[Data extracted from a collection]
=== Section Start ===

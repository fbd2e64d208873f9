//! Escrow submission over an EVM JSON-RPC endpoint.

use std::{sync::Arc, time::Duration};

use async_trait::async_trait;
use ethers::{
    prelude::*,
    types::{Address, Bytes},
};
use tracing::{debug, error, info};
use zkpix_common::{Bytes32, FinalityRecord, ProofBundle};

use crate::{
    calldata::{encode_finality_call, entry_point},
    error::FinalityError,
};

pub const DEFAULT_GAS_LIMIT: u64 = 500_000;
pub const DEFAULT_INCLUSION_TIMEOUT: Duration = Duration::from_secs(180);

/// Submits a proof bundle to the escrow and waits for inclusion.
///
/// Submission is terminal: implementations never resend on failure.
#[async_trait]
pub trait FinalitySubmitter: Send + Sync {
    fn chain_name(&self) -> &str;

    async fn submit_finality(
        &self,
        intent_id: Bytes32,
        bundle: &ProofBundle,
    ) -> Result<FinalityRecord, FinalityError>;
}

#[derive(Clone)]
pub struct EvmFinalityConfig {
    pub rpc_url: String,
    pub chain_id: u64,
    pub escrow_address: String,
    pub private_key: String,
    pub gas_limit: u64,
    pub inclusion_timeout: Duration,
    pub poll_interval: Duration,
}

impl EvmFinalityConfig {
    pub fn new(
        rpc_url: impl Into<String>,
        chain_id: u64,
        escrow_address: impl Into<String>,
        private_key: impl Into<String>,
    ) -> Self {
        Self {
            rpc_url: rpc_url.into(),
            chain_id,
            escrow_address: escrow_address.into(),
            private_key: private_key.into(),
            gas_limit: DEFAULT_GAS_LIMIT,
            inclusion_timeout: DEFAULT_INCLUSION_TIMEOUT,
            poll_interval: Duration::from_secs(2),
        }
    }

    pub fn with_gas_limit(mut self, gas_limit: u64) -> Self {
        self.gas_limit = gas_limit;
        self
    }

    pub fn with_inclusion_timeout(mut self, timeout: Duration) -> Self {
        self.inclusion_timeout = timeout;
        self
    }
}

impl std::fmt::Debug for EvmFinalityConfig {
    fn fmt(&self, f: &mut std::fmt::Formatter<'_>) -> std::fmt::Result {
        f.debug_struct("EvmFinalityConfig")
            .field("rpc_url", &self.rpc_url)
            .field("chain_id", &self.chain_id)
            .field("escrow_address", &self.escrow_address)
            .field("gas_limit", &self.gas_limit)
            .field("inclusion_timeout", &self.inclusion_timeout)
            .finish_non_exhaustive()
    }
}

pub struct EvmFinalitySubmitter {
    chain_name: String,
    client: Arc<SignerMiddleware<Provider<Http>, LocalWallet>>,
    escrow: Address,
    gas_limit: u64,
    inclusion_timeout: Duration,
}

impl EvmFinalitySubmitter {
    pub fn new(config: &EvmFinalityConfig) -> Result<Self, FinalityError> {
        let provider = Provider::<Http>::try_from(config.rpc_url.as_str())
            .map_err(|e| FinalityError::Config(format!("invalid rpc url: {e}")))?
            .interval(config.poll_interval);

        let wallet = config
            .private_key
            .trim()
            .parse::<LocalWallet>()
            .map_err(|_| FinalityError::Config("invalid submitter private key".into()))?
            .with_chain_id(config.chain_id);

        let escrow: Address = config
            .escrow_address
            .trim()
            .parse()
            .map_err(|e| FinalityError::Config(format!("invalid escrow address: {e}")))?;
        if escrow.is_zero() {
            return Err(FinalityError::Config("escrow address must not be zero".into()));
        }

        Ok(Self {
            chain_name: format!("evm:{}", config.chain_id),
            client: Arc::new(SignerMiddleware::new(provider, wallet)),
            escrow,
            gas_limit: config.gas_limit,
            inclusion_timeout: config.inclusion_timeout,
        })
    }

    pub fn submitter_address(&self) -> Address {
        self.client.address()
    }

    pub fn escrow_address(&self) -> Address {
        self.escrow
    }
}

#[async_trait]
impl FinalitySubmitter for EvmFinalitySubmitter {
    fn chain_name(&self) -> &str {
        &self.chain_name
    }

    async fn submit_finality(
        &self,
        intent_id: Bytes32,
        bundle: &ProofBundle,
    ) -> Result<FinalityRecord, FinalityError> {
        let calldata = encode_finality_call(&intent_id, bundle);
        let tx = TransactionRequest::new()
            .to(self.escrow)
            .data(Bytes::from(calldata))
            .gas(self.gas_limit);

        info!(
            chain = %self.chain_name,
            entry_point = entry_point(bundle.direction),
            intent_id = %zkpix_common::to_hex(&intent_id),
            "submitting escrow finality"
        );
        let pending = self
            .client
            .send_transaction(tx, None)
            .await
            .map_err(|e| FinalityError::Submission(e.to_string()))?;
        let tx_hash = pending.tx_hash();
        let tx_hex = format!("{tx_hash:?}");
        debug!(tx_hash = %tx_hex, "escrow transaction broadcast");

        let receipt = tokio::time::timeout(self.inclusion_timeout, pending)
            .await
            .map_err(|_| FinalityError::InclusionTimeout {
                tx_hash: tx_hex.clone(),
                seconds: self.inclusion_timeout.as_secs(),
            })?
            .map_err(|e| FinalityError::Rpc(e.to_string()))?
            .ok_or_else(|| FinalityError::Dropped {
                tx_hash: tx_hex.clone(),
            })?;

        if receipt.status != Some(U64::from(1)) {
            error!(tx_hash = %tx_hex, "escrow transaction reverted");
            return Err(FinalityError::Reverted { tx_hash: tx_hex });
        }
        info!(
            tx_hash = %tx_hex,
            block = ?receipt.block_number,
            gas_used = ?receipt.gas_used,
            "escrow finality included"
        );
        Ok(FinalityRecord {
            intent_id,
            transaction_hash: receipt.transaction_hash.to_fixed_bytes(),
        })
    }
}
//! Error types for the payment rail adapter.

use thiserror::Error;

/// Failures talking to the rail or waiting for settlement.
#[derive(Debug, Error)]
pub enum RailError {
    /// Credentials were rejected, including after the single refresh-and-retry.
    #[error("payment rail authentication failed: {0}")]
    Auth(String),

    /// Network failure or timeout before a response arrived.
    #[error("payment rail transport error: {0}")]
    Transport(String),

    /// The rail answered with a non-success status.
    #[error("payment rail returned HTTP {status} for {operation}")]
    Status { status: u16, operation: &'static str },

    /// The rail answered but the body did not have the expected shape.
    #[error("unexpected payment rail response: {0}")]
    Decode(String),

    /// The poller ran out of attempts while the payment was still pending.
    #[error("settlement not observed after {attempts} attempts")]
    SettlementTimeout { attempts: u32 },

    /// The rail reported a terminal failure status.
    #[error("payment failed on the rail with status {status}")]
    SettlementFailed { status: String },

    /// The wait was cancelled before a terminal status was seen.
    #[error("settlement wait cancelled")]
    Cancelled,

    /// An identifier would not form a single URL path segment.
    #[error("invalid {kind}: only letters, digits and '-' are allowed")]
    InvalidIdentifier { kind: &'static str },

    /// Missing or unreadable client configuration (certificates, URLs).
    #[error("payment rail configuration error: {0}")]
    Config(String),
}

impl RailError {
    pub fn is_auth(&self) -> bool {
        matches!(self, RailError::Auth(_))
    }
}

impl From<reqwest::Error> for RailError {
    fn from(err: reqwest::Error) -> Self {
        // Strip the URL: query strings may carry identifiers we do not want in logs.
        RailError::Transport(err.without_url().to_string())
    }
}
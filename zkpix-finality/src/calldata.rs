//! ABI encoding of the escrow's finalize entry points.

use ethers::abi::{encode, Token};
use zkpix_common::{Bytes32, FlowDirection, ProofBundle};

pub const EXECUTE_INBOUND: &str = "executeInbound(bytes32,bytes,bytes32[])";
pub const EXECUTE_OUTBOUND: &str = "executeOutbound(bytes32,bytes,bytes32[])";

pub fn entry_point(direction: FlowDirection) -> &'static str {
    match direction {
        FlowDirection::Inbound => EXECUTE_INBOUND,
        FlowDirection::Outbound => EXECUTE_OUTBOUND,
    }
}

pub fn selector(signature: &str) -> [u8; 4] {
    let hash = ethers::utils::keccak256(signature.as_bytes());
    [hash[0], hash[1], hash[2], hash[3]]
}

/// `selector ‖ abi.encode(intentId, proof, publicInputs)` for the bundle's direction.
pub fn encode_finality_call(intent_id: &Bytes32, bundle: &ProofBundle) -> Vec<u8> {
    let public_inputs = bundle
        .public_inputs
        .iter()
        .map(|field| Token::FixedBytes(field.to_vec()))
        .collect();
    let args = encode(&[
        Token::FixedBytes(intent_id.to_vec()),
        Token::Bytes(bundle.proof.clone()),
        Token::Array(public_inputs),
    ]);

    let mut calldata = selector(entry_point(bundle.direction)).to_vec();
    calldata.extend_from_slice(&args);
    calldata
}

=== Section End ===

*Assignment:*
Search the entries for the word "SignerMiddleware", then list each line that holds it.

*Your response:*
    client: Arc<SignerMiddleware<Provider<Http>, LocalWallet>>,
            client: Arc::new(SignerMiddleware::new(provider, wallet)),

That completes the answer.